> **REQUIREMENT**
As soon as the line containing "assert!(matches!(err, AppError::Internal(_)));" appears, copy it and every following line word for word until the records end.

> **DATA SHOWN**
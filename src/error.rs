use crate::db::dao::DaoLayerError;

#[derive(Debug)]
pub enum AppError {
    BadRequest(String),
    Unauthorized(String),
    Forbidden(String),
    NotFound(String),
    Conflict(String),
    Internal(String),
}

impl AppError {
    pub fn bad_request(message: impl Into<String>) -> Self {
        Self::BadRequest(message.into())
    }

    pub fn unauthorized(message: impl Into<String>) -> Self {
        Self::Unauthorized(message.into())
    }

    pub fn forbidden(message: impl Into<String>) -> Self {
        Self::Forbidden(message.into())
    }

    pub fn not_found(message: impl Into<String>) -> Self {
        Self::NotFound(message.into())
    }

    pub fn conflict(message: impl Into<String>) -> Self {
        Self::Conflict(message.into())
    }

    pub fn internal(message: impl Into<String>) -> Self {
        Self::Internal(message.into())
    }

    pub fn message(&self) -> &str {
        match self {
            Self::BadRequest(message)
            | Self::Unauthorized(message)
            | Self::Forbidden(message)
            | Self::NotFound(message)
            | Self::Conflict(message)
            | Self::Internal(message) => message.as_str(),
        }
    }
}

impl std::fmt::Display for AppError {
    fn fmt(&self, f: &mut std::fmt::Formatter<'_>) -> std::fmt::Result {
        write!(f, "{}", self.message())
    }
}

impl std::error::Error for AppError {}

impl From<DaoLayerError> for AppError {
    fn from(err: DaoLayerError) -> Self {
        match err {
            DaoLayerError::Validation(_) | DaoLayerError::InvalidPagination { .. } => {
                AppError::bad_request(err.to_string())
            }
            DaoLayerError::NotFoundOrForbidden { .. } | DaoLayerError::NotFound { .. } => {
                AppError::not_found(err.to_string())
            }
            DaoLayerError::AlreadyInState { .. } => AppError::conflict(err.to_string()),
            // Store details stay in the logs.
            DaoLayerError::Db(_) => AppError::internal("Storage failure"),
        }
    }
}

#[cfg(test)]
mod tests {
    use sea_orm::DbErr;

    use super::AppError;
    use crate::db::dao::{CompletionState, DaoLayerError};

    #[test]
    fn maps_repository_errors_to_http_kinds() {
        let err = AppError::from(DaoLayerError::Validation("Title required".to_string()));
        assert!(matches!(err, AppError::BadRequest(ref message) if message == "Title required"));

        let err = AppError::from(DaoLayerError::NotFoundOrForbidden { id: 7 });
        assert!(matches!(err, AppError::NotFound(_)));

        let err = AppError::from(DaoLayerError::AlreadyInState {
            id: 7,
            state: CompletionState::Completed,
        });
        assert!(matches!(err, AppError::Conflict(_)));
    }

    #[test]
    fn storage_failures_hide_driver_details() {
        let err = AppError::from(DaoLayerError::Db(DbErr::Custom("socket closed".to_string())));
        assert!(matches!(err, AppError::Internal(_)));
        assert_eq!(err.message(), "Storage failure");
    }
}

> **OUTPUT OF THE EXERCISE**
        assert!(matches!(err, AppError::Internal(_)));
        assert_eq!(err.message(), "Storage failure");
    }
}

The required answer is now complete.